This wholesome chicken broth delivers rich flavor and nutrients through an effortless slow-cooking process. Simply combine bones with vegetables, aromatics, and vinegar, then let your slow cooker work its magic over 12-18 hours. The result is a golden, gelatinous liquid perfect for sipping solo or elevating soups, stews, and grain dishes. Roasting bones beforehand adds depth, while straining ensures clarity. Store in the refrigerator for up to five days or freeze for months of convenient use.
My slow cooker lived on a high shelf for three years before a particularly brutal January cold convinced me to dust it off and toss in a bag of chicken bones from the freezer. That first batch of broth filled every room with something primal and deeply comforting, and I have not gone a week without a jar in the fridge since. There is almost no active work involved, just patience and trust in time doing what no shortcut can replicate. If you have been buying broth from a carton, this will change the way you think about your kitchen scraps forever.
I started saving bones in a freezer bag after a Sunday roast, and by Thursday I had enough for a full batch.

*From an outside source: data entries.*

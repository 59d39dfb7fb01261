pub mod prelude;

pub mod author_profiles;
pub mod comments;
pub mod post_likes;
pub mod posts;
pub mod users;
use blog_commons::data_structures::{CommentData, CommentFormData};
use chrono::Utc;
use log::debug;
use sea_orm::{
    ActiveModelTrait, ActiveValue, ColumnTrait, ConnectionTrait, DatabaseConnection, DbErr,
    EntityTrait, PaginatorTrait, QueryFilter, QueryOrder, TransactionTrait,
};
use uuid::Uuid;
use validator::Validate;

use crate::entity::{comments, prelude::*};
use crate::errors::ServiceError;

/// Comments on a post, oldest first, with their authors' usernames.
pub async fn for_post<C: ConnectionTrait>(
    db: &C,
    post_id: Uuid,
) -> Result<Vec<CommentData>, DbErr> {
    let rows = Comments::find()
        .find_also_related(Users)
        .filter(comments::Column::PostId.eq(post_id))
        .order_by_asc(comments::Column::Posted)
        .order_by_asc(comments::Column::CommentId)
        .all(db)
        .await?;
    Ok(rows
        .into_iter()
        .map(|(c, author)| CommentData {
            comment_id: c.comment_id,
            post_id: c.post_id,
            user_id: c.user_id,
            author: author.map_or_else(String::new, |a| a.username),
            posted: c.posted,
            content: c.content,
        })
        .collect())
}

pub async fn count_by_author<C: ConnectionTrait>(db: &C, user_id: Uuid) -> Result<u64, DbErr> {
    Comments::find()
        .filter(comments::Column::UserId.eq(user_id))
        .count(db)
        .await
}

/// Every call inserts a new comment; resubmitting the same form duplicates it.
pub async fn add(
    db: &DatabaseConnection,
    post_id: Uuid,
    user_id: Uuid,
    form: CommentFormData,
) -> Result<comments::Model, ServiceError> {
    form.validate()?;
    let txn = db.begin().await?;
    if Posts::find_by_id(post_id).one(&txn).await?.is_none() {
        return Err(ServiceError::NotFound);
    }
    let comment = comments::ActiveModel {
        comment_id: ActiveValue::Set(Uuid::new_v4()),
        post_id: ActiveValue::Set(post_id),
        user_id: ActiveValue::Set(user_id),
        posted: ActiveValue::Set(Utc::now().naive_utc()),
        content: ActiveValue::Set(form.content),
    }
    .insert(&txn)
    .await?;
    txn.commit().await?;

    debug!("comment {} added to post {}", comment.comment_id, post_id);
    Ok(comment)
}
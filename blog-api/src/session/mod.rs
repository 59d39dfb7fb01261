use chrono::{Duration, NaiveDateTime, Utc};
use log::debug;
use std::collections::HashMap;
use uuid::Uuid;

/// Server-side half of a login: the cookie only carries the token.
pub trait TokenSession: Send + Sync {
    fn add_user(&mut self, user: &str) -> Uuid;
    fn get_user(&self, id: &Uuid) -> Option<String>;
    fn remove_token(&mut self, id: &Uuid) -> Option<String>;
    /// Drops every token issued to `user`, returns how many were removed.
    fn remove_user(&mut self, user: &str) -> usize;
}

#[derive(Clone)]
struct ActiveUser {
    login: String,
    expires: Option<NaiveDateTime>,
}

#[derive(Clone, Default)]
pub struct DefaultTokenSession {
    active_users: HashMap<Uuid, ActiveUser>,
    ttl: Option<Duration>,
}

impl DefaultTokenSession {
    /// `ttl_secs` of `None` keeps tokens until logout.
    pub fn new(ttl_secs: Option<i64>) -> Self {
        Self {
            active_users: HashMap::new(),
            ttl: ttl_secs.map(Duration::seconds),
        }
    }

    fn purge_expired(&mut self) {
        let now = Utc::now().naive_utc();
        let before = self.active_users.len();
        self.active_users
            .retain(|_, u| u.expires.map_or(true, |e| e > now));
        let purged = before - self.active_users.len();
        if purged > 0 {
            debug!("purged {} expired session tokens", purged);
        }
    }
}

impl TokenSession for DefaultTokenSession {
    fn add_user(&mut self, user: &str) -> Uuid {
        self.purge_expired();
        let mut uuid = Uuid::new_v4();

        while self.active_users.contains_key(&uuid) {
            uuid = Uuid::new_v4();
        }

        let expires = self.ttl.map(|ttl| Utc::now().naive_utc() + ttl);
        self.active_users.insert(
            uuid,
            ActiveUser {
                login: user.to_owned(),
                expires,
            },
        );

        uuid
    }
    fn get_user(&self, id: &Uuid) -> Option<String> {
        let now = Utc::now().naive_utc();
        self.active_users
            .get(id)
            .filter(|u| u.expires.map_or(true, |e| e > now))
            .map(|u| u.login.clone())
    }
    fn remove_token(&mut self, id: &Uuid) -> Option<String> {
        self.active_users.remove(id).map(|u| u.login)
    }
    fn remove_user(&mut self, user: &str) -> usize {
        let before = self.active_users.len();
        self.active_users.retain(|_, u| u.login != user);
        before - self.active_users.len()
    }
}

#[cfg(test)]
mod tests {
    use super::*;

    #[test]
    fn tokens_resolve_until_removed() {
        let mut sessions = DefaultTokenSession::new(None);
        let token = sessions.add_user("alice");
        assert_eq!(sessions.get_user(&token).as_deref(), Some("alice"));
        assert_eq!(sessions.remove_token(&token).as_deref(), Some("alice"));
        assert_eq!(sessions.get_user(&token), None);
    }

    #[test]
    fn expired_tokens_do_not_resolve() {
        let mut sessions = DefaultTokenSession::new(Some(-1));
        let token = sessions.add_user("alice");
        assert_eq!(sessions.get_user(&token), None);
    }

    #[test]
    fn remove_user_drops_all_tokens() {
        let mut sessions = DefaultTokenSession::new(Some(600));
        let first = sessions.add_user("alice");
        let second = sessions.add_user("alice");
        let bob = sessions.add_user("bob");
        assert_eq!(sessions.remove_user("alice"), 2);
        assert_eq!(sessions.get_user(&first), None);
        assert_eq!(sessions.get_user(&second), None);
        assert_eq!(sessions.get_user(&bob).as_deref(), Some("bob"));
    }
}
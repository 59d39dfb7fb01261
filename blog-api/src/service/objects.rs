#[derive(Clone)]
pub struct DbConnection {
    pub(crate) db_connection: sea_orm::DatabaseConnection,
}
impl DbConnection {
    pub fn new(db_connection: sea_orm::prelude::DatabaseConnection) -> Self {
        Self { db_connection }
    }
}
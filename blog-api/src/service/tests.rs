use super::*;
use crate::session::DefaultTokenSession;
use crate::storage::{tests::JPEG_MAGIC, FsImageStore};
use crate::store::testing;
use actix_session::{storage::CookieSessionStore, SessionMiddleware};
use actix_web::{
    cookie::Key,
    http::{header, StatusCode},
    test, App,
};
use blog_commons::data_structures::{
    CommentFormData, ErrorResponse, LikeToggle, Page, PostData, PostDetail, PostFormData,
    ProfilePageData, UserData,
};
use std::sync::Arc;

struct State {
    db: web::Data<DbConnection>,
    token_session: web::Data<Mutex<dyn TokenSession>>,
    images: web::Data<dyn ImageStore>,
    _media: tempfile::TempDir,
}

async fn state() -> State {
    let db = web::Data::new(DbConnection::new(testing::setup_db().await));
    let token_session: Arc<Mutex<dyn TokenSession>> =
        Arc::new(Mutex::new(DefaultTokenSession::new(Some(600))));
    let media = tempfile::tempdir().unwrap();
    let images: Arc<dyn ImageStore> = Arc::new(FsImageStore::new(media.path()));
    State {
        db,
        token_session: web::Data::from(token_session),
        images: web::Data::from(images),
        _media: media,
    }
}

macro_rules! test_app {
    ($state:expr) => {
        test::init_service(
            App::new()
                .configure(configure_services)
                .app_data($state.db.clone())
                .app_data($state.token_session.clone())
                .app_data($state.images.clone())
                .wrap(
                    SessionMiddleware::builder(CookieSessionStore::default(), Key::generate())
                        .cookie_secure(false)
                        .build(),
                ),
        )
        .await
    };
}

macro_rules! login {
    ($app:expr, $username:expr) => {{
        let req = test::TestRequest::post()
            .uri("/user/login")
            .set_json(LoginData {
                username: $username.to_owned(),
                password: testing::PASSWORD.to_owned(),
            })
            .to_request();
        let resp = test::call_service(&$app, req).await;
        assert_eq!(resp.status(), StatusCode::ACCEPTED);
        resp.response()
            .cookies()
            .find(|c| c.name() == "id")
            .expect("session cookie")
            .into_owned()
    }};
}

fn hello_form() -> PostFormData {
    PostFormData {
        title: "Hello".to_owned(),
        description: None,
        content: Some("World".to_owned()),
    }
}

#[actix_web::test]
async fn signup_login_post_and_toggle_like() {
    let state = state().await;
    let app = test_app!(state);

    let req = test::TestRequest::post()
        .uri("/user/signup")
        .set_json(testing::registration("alice"))
        .to_request();
    let resp = test::call_service(&app, req).await;
    assert_eq!(resp.status(), StatusCode::CREATED);
    let alice: UserData = test::read_body_json(resp).await;
    assert_eq!(alice.username, "alice");

    let cookie = login!(app, "alice");

    let req = test::TestRequest::post()
        .uri("/posts/create")
        .cookie(cookie.clone())
        .set_json(hello_form())
        .to_request();
    let resp = test::call_service(&app, req).await;
    assert_eq!(resp.status(), StatusCode::CREATED);
    let post: PostData = test::read_body_json(resp).await;

    let like_uri = format!("/posts/{}/like", post.post_id);
    let req = test::TestRequest::get()
        .uri(&like_uri)
        .cookie(cookie.clone())
        .to_request();
    let resp = test::call_service(&app, req).await;
    assert_eq!(resp.status(), StatusCode::METHOD_NOT_ALLOWED);
    let body: ErrorResponse = test::read_body_json(resp).await;
    assert_eq!(body.error, "Only POST requests are allowed");

    for expected in [
        LikeToggle {
            liked: true,
            total_likes: 1,
        },
        LikeToggle {
            liked: false,
            total_likes: 0,
        },
    ] {
        let req = test::TestRequest::post()
            .uri(&like_uri)
            .cookie(cookie.clone())
            .to_request();
        let resp = test::call_service(&app, req).await;
        assert_eq!(resp.status(), StatusCode::OK);
        let toggled: LikeToggle = test::read_body_json(resp).await;
        assert_eq!(toggled, expected);
    }

    let req = test::TestRequest::get()
        .uri(&format!("/posts/{}", post.post_id))
        .cookie(cookie)
        .to_request();
    let detail: PostDetail = test::call_and_read_body_json(&app, req).await;
    assert_eq!(detail.is_liked, Some(false));
    assert_eq!(detail.post.total_likes, 0);
}

#[actix_web::test]
async fn failed_like_is_a_server_error_with_its_cause() {
    let state = state().await;
    let alice = testing::create_user(&state.db.db_connection, "alice").await;
    let post = testing::create_post(&state.db.db_connection, &alice, "Hello").await;
    let app = test_app!(state);
    let cookie = login!(app, "alice");

    testing::freeze_likes(&state.db.db_connection).await;
    let req = test::TestRequest::post()
        .uri(&format!("/posts/{}/like", post.post_id))
        .cookie(cookie.clone())
        .to_request();
    let resp = test::call_service(&app, req).await;
    assert_eq!(resp.status(), StatusCode::INTERNAL_SERVER_ERROR);
    let body: ErrorResponse = test::read_body_json(resp).await;
    assert!(body.error.contains("likes are frozen"), "{}", body.error);
    testing::thaw_likes(&state.db.db_connection).await;

    let req = test::TestRequest::get()
        .uri(&format!("/posts/{}", post.post_id))
        .cookie(cookie)
        .to_request();
    let detail: PostDetail = test::call_and_read_body_json(&app, req).await;
    assert_eq!(detail.post.total_likes, 0);
    assert_eq!(detail.is_liked, Some(false));
}

#[actix_web::test]
async fn anonymous_requests_are_rejected_where_auth_is_required() {
    let state = state().await;
    let alice = testing::create_user(&state.db.db_connection, "alice").await;
    let post = testing::create_post(&state.db.db_connection, &alice, "Hello").await;
    let app = test_app!(state);

    let req = test::TestRequest::post()
        .uri(&format!("/posts/{}/like", post.post_id))
        .to_request();
    assert_eq!(
        test::call_service(&app, req).await.status(),
        StatusCode::UNAUTHORIZED
    );
    let req = test::TestRequest::post()
        .uri("/posts/create")
        .set_json(hello_form())
        .to_request();
    assert_eq!(
        test::call_service(&app, req).await.status(),
        StatusCode::UNAUTHORIZED
    );
    let req = test::TestRequest::get().uri("/dashboard").to_request();
    assert_eq!(
        test::call_service(&app, req).await.status(),
        StatusCode::UNAUTHORIZED
    );

    let req = test::TestRequest::get()
        .uri(&format!("/posts/{}", post.post_id))
        .to_request();
    let detail: PostDetail = test::call_and_read_body_json(&app, req).await;
    assert_eq!(detail.is_liked, None);
}

#[actix_web::test]
async fn non_owner_edits_look_like_missing_posts() {
    let state = state().await;
    let alice = testing::create_user(&state.db.db_connection, "alice").await;
    testing::create_user(&state.db.db_connection, "mallory").await;
    let post = testing::create_post(&state.db.db_connection, &alice, "Hello").await;
    let app = test_app!(state);
    let mallory = login!(app, "mallory");

    for (method, path) in [
        ("GET", "update"),
        ("POST", "update"),
        ("GET", "delete"),
        ("POST", "delete"),
    ] {
        let uri = format!("/posts/{}/{}", post.post_id, path);
        let req = match method {
            "GET" => test::TestRequest::get().uri(&uri),
            _ => test::TestRequest::post().uri(&uri).set_json(hello_form()),
        };
        let req = req.cookie(mallory.clone()).to_request();
        let resp = test::call_service(&app, req).await;
        assert_eq!(resp.status(), StatusCode::NOT_FOUND, "{method} {path}");
    }

    let alice_cookie = login!(app, "alice");
    let req = test::TestRequest::post()
        .uri(&format!("/posts/{}/delete", post.post_id))
        .cookie(alice_cookie)
        .to_request();
    assert_eq!(
        test::call_service(&app, req).await.status(),
        StatusCode::NO_CONTENT
    );
}

#[actix_web::test]
async fn comment_redirects_back_to_the_post() {
    let state = state().await;
    let alice = testing::create_user(&state.db.db_connection, "alice").await;
    let post = testing::create_post(&state.db.db_connection, &alice, "Hello").await;
    let app = test_app!(state);
    let cookie = login!(app, "alice");

    let req = test::TestRequest::post()
        .uri(&format!("/posts/{}/comment", post.post_id))
        .cookie(cookie.clone())
        .set_json(CommentFormData {
            content: "First!".to_owned(),
        })
        .to_request();
    let resp = test::call_service(&app, req).await;
    assert_eq!(resp.status(), StatusCode::SEE_OTHER);
    let location = resp.headers().get(header::LOCATION).unwrap().to_str().unwrap();
    assert_eq!(location, format!("/posts/{}", post.post_id));

    let req = test::TestRequest::post()
        .uri(&format!("/posts/{}/comment", post.post_id))
        .cookie(cookie)
        .set_json(CommentFormData {
            content: String::new(),
        })
        .to_request();
    assert_eq!(
        test::call_service(&app, req).await.status(),
        StatusCode::BAD_REQUEST
    );

    let req = test::TestRequest::get().uri(location).to_request();
    let detail: PostDetail = test::call_and_read_body_json(&app, req).await;
    assert_eq!(detail.comments.len(), 1);
    assert_eq!(detail.comments[0].content, "First!");
}

#[actix_web::test]
async fn search_listing_and_stats() {
    let state = state().await;
    let alice = testing::create_user(&state.db.db_connection, "alice").await;
    testing::create_post(&state.db.db_connection, &alice, "Learning Rust").await;
    testing::create_post(&state.db.db_connection, &alice, "Baking").await;
    let app = test_app!(state);

    let req = test::TestRequest::get().uri("/posts?q=RUST").to_request();
    let page: Page<PostData> = test::call_and_read_body_json(&app, req).await;
    assert_eq!(page.total, 1);
    assert_eq!(page.items[0].title, "Learning Rust");

    let req = test::TestRequest::get().uri("/posts?q=").to_request();
    let page: Page<PostData> = test::call_and_read_body_json(&app, req).await;
    assert_eq!(page.total, 2);

    let req = test::TestRequest::get().uri("/posts?page=9").to_request();
    assert_eq!(
        test::call_service(&app, req).await.status(),
        StatusCode::NOT_FOUND
    );

    let req = test::TestRequest::get().uri("/").to_request();
    let stats: blog_commons::data_structures::SiteStats =
        test::call_and_read_body_json(&app, req).await;
    assert_eq!(stats.num_posts, 2);
    assert_eq!(stats.num_authors, 1);
}

#[actix_web::test]
async fn profile_picture_round_trip() {
    let state = state().await;
    testing::create_user(&state.db.db_connection, "alice").await;
    let app = test_app!(state);
    let cookie = login!(app, "alice");

    let req = test::TestRequest::post()
        .uri("/profile/picture")
        .cookie(cookie.clone())
        .set_payload(b"not an image".to_vec())
        .to_request();
    assert_eq!(
        test::call_service(&app, req).await.status(),
        StatusCode::BAD_REQUEST
    );

    let req = test::TestRequest::post()
        .uri("/profile/picture")
        .cookie(cookie.clone())
        .insert_header((header::CONTENT_TYPE, "image/jpeg"))
        .set_payload(JPEG_MAGIC.to_vec())
        .to_request();
    let resp = test::call_service(&app, req).await;
    assert_eq!(resp.status(), StatusCode::OK);

    let req = test::TestRequest::get()
        .uri("/profile")
        .cookie(cookie)
        .to_request();
    let page: ProfilePageData = test::call_and_read_body_json(&app, req).await;
    let profile = page.profile.expect("upload provisions the profile");
    assert!(profile.has_picture);

    let req = test::TestRequest::get()
        .uri(&format!("/authors/{}/picture", profile.profile_id))
        .to_request();
    let resp = test::call_service(&app, req).await;
    assert_eq!(resp.status(), StatusCode::OK);
    assert_eq!(
        resp.headers().get(header::CONTENT_TYPE).unwrap(),
        "image/jpeg"
    );
    let body = test::read_body(resp).await;
    assert_eq!(&body[..], JPEG_MAGIC);
}

#[actix_web::test]
async fn logout_and_account_deletion_end_the_session() {
    let state = state().await;
    let alice = testing::create_user(&state.db.db_connection, "alice").await;
    testing::create_post(&state.db.db_connection, &alice, "Hello").await;
    let app = test_app!(state);

    let cookie = login!(app, "alice");
    let req = test::TestRequest::post()
        .uri("/user/logout")
        .cookie(cookie.clone())
        .to_request();
    assert_eq!(test::call_service(&app, req).await.status(), StatusCode::OK);
    let req = test::TestRequest::get()
        .uri("/dashboard")
        .cookie(cookie)
        .to_request();
    assert_eq!(
        test::call_service(&app, req).await.status(),
        StatusCode::UNAUTHORIZED
    );

    let cookie = login!(app, "alice");
    let req = test::TestRequest::post()
        .uri("/user/delete")
        .cookie(cookie.clone())
        .to_request();
    assert_eq!(
        test::call_service(&app, req).await.status(),
        StatusCode::NO_CONTENT
    );
    let req = test::TestRequest::get()
        .uri("/dashboard")
        .cookie(cookie)
        .to_request();
    assert_eq!(
        test::call_service(&app, req).await.status(),
        StatusCode::UNAUTHORIZED
    );

    let req = test::TestRequest::get().uri("/").to_request();
    let stats: blog_commons::data_structures::SiteStats =
        test::call_and_read_body_json(&app, req).await;
    assert_eq!(stats.num_posts, 0);
    assert_eq!(stats.num_authors, 0);

    let req = test::TestRequest::post()
        .uri("/user/login")
        .set_json(LoginData {
            username: "alice".to_owned(),
            password: testing::PASSWORD.to_owned(),
        })
        .to_request();
    assert_eq!(
        test::call_service(&app, req).await.status(),
        StatusCode::FORBIDDEN
    );
}
mod m00000000_000001_create_users_table;
mod m00000000_000002_create_author_profiles_table;
mod m00000000_000003_create_posts_table;
mod m00000000_000004_create_comments_table;
mod m00000000_000005_create_post_likes_table;
use sea_orm_migration::prelude::*;
use sea_orm_migration::sea_orm::DbBackend;
pub struct Migrator;

/// Non-null timestamp column with sub-second precision. MySQL's bare
/// `DATETIME` keeps whole seconds only.
pub(crate) fn timestamp_column(manager: &SchemaManager, column: impl IntoIden) -> ColumnDef {
    let mut def = ColumnDef::new(column);
    match manager.get_database_backend() {
        DbBackend::MySql => def.custom(Alias::new("DATETIME(6)")),
        _ => def.date_time(),
    };
    def.not_null();
    def
}

#[async_trait::async_trait]
impl MigratorTrait for Migrator {
    fn migrations() -> Vec<Box<dyn MigrationTrait>> {
        vec![
            Box::new(m00000000_000001_create_users_table::Migration {}),
            Box::new(m00000000_000002_create_author_profiles_table::Migration {}),
            Box::new(m00000000_000003_create_posts_table::Migration {}),
            Box::new(m00000000_000004_create_comments_table::Migration {}),
            Box::new(m00000000_000005_create_post_likes_table::Migration {}),
        ]
    }
}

My neighbor walked in while it was simmering and immediately asked what I was making because the smell had drifted down the hallway. We ended up sharing the first mug of it standing in my kitchen, both of us surprised by how something so simple could feel so indulgent.
Ingredients
- Chicken bones (1.5 kg): Carcasses, wings, backs, or a mix work wonderfully, and using leftover roasted bones adds a deeper, richer color and flavor.
- Carrots (2 medium): Rough chopped is all you need, and they bring a gentle sweetness that balances the savory depth of the bones.
- Celery (2 stalks): Adds an earthy base note that you will miss if you leave it out.
- Onion (1 large): Quartered with the skin on gives the broth a beautiful golden hue.
- Garlic (4 cloves): Smashed, not minced, so it infuses gently without turning bitter over the long cook.
- Bay leaves (2): A quiet but essential layer of herbal warmth that ties everything together.
- Whole black peppercorns (10): Whole peppercorns add mild heat without clouding the broth the way cracked pepper would.
- Fresh parsley (1 bunch): Optional, but it brightens the final flavor in a way you will notice when it is missing.
- Fresh thyme (1 to 2 sprigs): Optional, though a little thyme goes a long way toward making the broth taste rounded and complete.
- Apple cider vinegar (1 tablespoon): This is the secret weapon, helping draw minerals from the bones into the broth.
- Cold water (2.5 liters): Start with cold water for the clearest, cleanest extraction.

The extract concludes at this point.